Artist Bio
John D. Woolsey grew up in southern Wisconsin where he spent much of his time exploring the rich natural world around him. At age thirteen, he started to paint from nature. As a teenager he was an avid bird-watcher and at the age 16 had his first job as a scientific artist. His art has explored the natural world since then, first painting the landscape broadly and then focusing on its myriad details. With the natural world as his subject, his work explores the themes of the scale of time, upheaval, dissolution, transformation, and renewal.
John studied art and biology at the University of Wisconsin (BS, Art) and painting and at the University of Pennsylvania (BFA, MFA) where he studied with Neil Welliver, Alex Katz, Elaine de Kooning, Hitoshi Nakazato, James Brooks, Yvonne Jacquette, Rackstraw Downes and others.
He taught at the University of the Arts and the Moore College of Art and Design in Philadelphia.
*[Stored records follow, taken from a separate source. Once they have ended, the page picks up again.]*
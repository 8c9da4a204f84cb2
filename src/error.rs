//! Error types shared by extraction and sheet rendering.

use thiserror::Error;

/// Result type alias using the crate's [`Error`].
pub type Result<T> = std::result::Result<T, Error>;

/// Everything that can go wrong while extracting colors or exporting a sheet.
#[derive(Error, Debug)]
pub enum Error {
    /// The image could not be decoded (or re-encoded for export).
    #[error("image error: {0}")]
    Image(#[from] image::ImageError),

    /// The requested color count is not an integer in `1..=256`.
    #[error("invalid color count {value:?}: expected an integer between 1 and 256")]
    ColorCount {
        /// The offending input, verbatim.
        value: String,
    },

    /// A sheet export was requested with no colors to draw.
    #[error("no colors to render")]
    EmptySheet,

    /// Writing the exported sheet to disk failed.
    #[error(transparent)]
    Io(#[from] std::io::Error),
}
He had a long career as a scientific illustrator and a developer of art programs for many best-selling college science texts, and he developed science animations and interactive multimedia projects in the life sciences.
During his fine-art career, he has had over 20 one-person exhibitions and exhibited in many group shows throughout the US and internationally. His work is represented in many pubic and private collections.
John maintains a studio in Philadelphia and has had a summer studio in a small village in coastal Maine for many years.